Supplied entries:
⁂

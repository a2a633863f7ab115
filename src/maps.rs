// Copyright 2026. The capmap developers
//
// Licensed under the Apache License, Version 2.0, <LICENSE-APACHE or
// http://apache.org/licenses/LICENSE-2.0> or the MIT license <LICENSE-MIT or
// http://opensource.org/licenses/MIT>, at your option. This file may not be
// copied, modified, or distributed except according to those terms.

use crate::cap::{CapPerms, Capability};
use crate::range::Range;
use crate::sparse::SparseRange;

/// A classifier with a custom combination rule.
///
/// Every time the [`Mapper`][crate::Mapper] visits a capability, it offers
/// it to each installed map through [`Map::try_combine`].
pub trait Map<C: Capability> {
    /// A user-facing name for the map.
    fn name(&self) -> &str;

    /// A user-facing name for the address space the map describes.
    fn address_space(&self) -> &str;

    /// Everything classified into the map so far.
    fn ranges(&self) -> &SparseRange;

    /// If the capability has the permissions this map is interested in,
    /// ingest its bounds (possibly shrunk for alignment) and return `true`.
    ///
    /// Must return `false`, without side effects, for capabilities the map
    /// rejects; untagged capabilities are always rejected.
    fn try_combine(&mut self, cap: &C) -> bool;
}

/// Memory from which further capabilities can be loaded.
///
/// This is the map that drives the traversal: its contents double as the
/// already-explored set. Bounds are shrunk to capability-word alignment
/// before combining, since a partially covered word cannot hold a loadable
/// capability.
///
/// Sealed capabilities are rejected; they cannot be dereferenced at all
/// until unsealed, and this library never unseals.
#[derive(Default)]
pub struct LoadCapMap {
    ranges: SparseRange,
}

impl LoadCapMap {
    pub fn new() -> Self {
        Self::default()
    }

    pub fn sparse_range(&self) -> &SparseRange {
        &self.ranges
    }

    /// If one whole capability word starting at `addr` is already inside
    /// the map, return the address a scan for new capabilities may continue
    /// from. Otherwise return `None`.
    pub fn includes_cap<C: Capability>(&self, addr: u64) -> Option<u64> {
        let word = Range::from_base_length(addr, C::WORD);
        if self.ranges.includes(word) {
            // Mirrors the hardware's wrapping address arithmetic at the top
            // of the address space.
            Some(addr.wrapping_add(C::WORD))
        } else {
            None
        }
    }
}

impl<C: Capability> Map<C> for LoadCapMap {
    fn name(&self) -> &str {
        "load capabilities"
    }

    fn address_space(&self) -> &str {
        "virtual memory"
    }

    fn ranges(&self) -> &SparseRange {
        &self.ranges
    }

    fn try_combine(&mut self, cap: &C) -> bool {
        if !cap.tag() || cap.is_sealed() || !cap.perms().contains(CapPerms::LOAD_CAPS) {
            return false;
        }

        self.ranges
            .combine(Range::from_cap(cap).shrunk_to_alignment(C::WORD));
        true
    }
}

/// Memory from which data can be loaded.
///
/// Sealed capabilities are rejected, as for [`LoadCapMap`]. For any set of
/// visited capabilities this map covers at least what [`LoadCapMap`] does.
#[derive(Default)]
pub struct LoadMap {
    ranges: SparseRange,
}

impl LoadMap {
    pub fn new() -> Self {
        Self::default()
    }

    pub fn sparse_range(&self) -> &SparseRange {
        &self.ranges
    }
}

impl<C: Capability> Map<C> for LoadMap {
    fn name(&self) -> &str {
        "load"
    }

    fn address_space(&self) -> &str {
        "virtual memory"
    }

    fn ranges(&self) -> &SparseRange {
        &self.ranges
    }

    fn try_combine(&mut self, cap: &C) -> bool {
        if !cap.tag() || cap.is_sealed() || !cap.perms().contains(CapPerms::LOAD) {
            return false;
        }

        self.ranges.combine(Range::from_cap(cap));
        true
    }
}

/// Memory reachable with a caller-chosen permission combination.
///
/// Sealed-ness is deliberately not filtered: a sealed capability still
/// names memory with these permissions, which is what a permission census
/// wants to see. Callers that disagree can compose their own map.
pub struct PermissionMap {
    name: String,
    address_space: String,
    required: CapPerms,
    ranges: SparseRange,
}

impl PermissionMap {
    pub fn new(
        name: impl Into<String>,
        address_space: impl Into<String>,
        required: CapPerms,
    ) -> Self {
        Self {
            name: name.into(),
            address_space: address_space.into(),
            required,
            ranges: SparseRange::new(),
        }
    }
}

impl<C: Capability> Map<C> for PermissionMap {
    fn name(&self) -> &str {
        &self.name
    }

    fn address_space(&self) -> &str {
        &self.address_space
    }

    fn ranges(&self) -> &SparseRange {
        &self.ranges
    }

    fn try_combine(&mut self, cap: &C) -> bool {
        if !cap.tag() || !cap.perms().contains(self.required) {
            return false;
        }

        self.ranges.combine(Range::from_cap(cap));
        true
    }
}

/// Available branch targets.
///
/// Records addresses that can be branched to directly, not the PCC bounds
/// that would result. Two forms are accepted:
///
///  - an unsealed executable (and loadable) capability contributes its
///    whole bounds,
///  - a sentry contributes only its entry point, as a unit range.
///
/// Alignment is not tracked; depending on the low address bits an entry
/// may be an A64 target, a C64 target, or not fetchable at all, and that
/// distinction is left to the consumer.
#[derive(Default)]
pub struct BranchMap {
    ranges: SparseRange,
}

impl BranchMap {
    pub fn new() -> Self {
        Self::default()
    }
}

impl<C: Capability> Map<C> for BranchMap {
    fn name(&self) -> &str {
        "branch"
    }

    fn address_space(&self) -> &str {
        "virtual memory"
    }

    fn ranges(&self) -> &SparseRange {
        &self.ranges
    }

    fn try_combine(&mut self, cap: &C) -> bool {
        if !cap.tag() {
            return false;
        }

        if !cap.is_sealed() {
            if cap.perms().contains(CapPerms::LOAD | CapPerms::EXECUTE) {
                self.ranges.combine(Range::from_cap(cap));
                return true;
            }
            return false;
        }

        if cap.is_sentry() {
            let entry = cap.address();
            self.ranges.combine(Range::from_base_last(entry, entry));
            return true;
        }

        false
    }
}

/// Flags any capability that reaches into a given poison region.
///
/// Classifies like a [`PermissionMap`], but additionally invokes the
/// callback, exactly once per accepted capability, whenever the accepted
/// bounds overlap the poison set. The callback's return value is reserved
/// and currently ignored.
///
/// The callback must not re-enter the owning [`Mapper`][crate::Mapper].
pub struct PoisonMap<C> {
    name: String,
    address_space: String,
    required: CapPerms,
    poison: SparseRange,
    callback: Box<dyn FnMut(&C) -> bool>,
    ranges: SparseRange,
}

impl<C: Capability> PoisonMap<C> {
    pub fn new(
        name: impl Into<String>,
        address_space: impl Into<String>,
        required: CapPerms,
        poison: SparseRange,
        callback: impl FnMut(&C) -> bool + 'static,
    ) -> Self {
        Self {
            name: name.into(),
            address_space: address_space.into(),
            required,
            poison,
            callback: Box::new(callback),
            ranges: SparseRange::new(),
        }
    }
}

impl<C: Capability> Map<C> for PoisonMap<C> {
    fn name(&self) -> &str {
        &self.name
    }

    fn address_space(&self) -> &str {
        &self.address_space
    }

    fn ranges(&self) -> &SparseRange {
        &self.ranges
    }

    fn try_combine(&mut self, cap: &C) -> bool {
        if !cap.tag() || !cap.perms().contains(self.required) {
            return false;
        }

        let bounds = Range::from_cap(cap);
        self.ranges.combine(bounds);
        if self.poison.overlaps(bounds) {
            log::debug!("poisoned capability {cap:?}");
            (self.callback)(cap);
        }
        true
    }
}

⁂

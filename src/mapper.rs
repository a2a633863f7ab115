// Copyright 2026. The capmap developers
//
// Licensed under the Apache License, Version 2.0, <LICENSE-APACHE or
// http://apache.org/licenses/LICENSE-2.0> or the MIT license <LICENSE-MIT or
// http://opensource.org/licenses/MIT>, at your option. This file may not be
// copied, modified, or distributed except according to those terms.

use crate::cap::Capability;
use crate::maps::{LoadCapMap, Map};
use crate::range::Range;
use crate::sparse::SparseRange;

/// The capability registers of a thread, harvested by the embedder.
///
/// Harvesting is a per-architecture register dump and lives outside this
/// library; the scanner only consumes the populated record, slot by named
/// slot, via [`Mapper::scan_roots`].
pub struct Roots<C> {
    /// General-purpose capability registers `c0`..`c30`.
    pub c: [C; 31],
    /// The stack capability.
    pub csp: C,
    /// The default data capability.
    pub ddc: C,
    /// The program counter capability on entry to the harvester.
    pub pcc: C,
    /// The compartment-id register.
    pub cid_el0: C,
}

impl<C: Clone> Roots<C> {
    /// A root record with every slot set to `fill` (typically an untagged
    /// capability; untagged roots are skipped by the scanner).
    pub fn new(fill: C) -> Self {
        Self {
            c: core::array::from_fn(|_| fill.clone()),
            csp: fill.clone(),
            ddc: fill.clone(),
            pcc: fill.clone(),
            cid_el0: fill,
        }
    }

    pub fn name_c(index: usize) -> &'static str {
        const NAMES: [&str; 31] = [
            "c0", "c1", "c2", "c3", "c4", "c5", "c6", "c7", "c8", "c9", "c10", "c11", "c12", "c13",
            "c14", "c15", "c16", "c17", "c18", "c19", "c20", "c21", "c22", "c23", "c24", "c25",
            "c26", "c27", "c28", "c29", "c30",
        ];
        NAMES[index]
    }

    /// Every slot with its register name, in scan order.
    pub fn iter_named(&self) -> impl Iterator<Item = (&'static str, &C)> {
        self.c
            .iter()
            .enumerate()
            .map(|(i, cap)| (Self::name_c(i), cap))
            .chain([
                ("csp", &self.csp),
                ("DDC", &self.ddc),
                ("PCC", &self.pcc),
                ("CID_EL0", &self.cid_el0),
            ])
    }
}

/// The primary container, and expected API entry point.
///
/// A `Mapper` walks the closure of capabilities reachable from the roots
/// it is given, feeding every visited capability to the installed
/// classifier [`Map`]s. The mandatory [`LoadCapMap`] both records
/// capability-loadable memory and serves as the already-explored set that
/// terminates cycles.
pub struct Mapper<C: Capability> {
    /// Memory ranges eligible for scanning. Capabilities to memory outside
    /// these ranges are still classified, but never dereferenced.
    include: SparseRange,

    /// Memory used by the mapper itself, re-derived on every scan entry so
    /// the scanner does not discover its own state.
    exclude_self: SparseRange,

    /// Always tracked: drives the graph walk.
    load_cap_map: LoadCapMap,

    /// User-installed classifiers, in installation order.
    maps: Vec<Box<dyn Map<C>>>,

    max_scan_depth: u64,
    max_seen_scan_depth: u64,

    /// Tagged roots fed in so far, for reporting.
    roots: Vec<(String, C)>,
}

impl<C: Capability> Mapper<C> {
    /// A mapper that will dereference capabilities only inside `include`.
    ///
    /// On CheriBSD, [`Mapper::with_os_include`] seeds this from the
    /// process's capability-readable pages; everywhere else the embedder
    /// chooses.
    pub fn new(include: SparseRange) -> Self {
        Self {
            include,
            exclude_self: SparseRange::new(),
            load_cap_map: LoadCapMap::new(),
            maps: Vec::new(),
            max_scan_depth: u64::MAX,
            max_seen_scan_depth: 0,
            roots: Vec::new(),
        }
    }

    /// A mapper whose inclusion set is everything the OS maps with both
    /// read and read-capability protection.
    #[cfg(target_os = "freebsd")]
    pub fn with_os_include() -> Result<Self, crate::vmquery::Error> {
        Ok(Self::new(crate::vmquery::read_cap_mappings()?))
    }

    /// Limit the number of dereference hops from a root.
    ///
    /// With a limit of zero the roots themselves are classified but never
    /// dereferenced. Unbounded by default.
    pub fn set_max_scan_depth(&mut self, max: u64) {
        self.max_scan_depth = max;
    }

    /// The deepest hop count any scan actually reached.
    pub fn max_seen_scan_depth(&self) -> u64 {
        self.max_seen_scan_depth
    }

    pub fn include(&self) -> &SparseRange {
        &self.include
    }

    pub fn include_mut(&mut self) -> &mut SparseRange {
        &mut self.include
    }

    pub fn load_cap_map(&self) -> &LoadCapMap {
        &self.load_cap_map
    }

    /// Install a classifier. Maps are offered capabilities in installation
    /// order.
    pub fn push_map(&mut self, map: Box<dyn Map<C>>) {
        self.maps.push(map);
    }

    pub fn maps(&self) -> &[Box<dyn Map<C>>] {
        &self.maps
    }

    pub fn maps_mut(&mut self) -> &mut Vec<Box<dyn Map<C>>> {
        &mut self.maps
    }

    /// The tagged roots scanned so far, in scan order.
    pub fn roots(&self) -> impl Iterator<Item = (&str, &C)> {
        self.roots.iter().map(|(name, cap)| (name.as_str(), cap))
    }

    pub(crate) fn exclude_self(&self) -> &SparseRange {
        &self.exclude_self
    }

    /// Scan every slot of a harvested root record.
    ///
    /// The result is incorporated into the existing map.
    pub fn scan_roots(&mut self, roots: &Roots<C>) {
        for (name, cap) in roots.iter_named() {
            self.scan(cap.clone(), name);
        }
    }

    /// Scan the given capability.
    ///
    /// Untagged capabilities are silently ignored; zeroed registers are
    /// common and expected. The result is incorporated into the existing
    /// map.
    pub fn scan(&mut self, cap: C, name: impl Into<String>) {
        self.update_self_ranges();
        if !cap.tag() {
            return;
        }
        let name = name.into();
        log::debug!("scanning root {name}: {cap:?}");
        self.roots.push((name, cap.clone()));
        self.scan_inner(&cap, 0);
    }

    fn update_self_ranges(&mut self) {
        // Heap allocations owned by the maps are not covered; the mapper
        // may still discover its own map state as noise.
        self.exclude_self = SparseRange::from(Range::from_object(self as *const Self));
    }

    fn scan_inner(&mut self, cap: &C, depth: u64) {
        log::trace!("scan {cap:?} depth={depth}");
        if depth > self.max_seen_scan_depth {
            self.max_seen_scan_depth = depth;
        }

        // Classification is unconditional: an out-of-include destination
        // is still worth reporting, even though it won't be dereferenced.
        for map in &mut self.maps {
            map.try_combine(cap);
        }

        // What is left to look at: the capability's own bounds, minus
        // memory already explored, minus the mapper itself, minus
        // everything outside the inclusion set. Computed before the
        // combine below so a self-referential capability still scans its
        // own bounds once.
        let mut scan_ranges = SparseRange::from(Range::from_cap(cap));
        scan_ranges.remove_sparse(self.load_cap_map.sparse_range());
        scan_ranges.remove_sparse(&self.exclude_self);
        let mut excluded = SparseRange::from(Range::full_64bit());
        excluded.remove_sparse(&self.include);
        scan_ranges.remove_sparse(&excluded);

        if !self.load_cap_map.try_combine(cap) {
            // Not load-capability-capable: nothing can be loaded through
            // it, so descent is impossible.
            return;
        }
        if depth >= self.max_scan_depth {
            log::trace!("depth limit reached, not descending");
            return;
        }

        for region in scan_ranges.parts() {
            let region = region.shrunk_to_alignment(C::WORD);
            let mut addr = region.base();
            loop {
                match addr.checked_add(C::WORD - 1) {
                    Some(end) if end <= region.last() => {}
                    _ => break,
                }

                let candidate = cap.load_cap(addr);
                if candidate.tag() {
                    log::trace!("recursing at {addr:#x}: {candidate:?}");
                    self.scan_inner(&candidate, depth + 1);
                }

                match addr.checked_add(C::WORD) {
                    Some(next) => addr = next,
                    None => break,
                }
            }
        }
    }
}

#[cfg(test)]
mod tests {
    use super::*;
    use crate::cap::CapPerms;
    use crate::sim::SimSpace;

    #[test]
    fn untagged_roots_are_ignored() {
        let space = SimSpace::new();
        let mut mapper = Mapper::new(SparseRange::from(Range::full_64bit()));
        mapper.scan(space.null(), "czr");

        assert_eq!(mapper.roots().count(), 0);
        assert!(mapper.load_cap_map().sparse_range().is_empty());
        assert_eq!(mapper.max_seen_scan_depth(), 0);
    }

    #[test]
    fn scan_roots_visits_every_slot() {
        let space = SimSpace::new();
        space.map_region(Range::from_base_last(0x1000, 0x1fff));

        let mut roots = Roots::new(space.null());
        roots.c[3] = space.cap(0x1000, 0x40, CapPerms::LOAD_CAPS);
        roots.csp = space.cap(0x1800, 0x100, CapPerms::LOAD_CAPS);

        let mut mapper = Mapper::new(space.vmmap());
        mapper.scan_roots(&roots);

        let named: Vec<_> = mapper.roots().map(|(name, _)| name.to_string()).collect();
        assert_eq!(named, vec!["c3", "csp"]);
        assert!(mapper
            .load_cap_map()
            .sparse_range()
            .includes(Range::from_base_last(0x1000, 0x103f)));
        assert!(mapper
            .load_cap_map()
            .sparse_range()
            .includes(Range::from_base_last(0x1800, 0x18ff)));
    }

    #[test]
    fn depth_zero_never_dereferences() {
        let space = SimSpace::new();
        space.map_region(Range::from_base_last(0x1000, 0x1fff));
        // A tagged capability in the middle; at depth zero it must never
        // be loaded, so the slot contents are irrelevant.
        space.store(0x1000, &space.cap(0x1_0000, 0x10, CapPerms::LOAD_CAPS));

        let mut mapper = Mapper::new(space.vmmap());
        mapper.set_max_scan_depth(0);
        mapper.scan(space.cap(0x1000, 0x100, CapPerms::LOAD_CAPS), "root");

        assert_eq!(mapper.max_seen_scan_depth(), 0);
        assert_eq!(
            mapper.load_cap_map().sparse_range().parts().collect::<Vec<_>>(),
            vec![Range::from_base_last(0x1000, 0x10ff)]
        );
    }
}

⁂

What is being asked:
Starting from the records above, copy each line where the string "facing" is found.

Result of the exercise:
    /// A user-facing name for the map.
    /// A user-facing name for the address space the map describes.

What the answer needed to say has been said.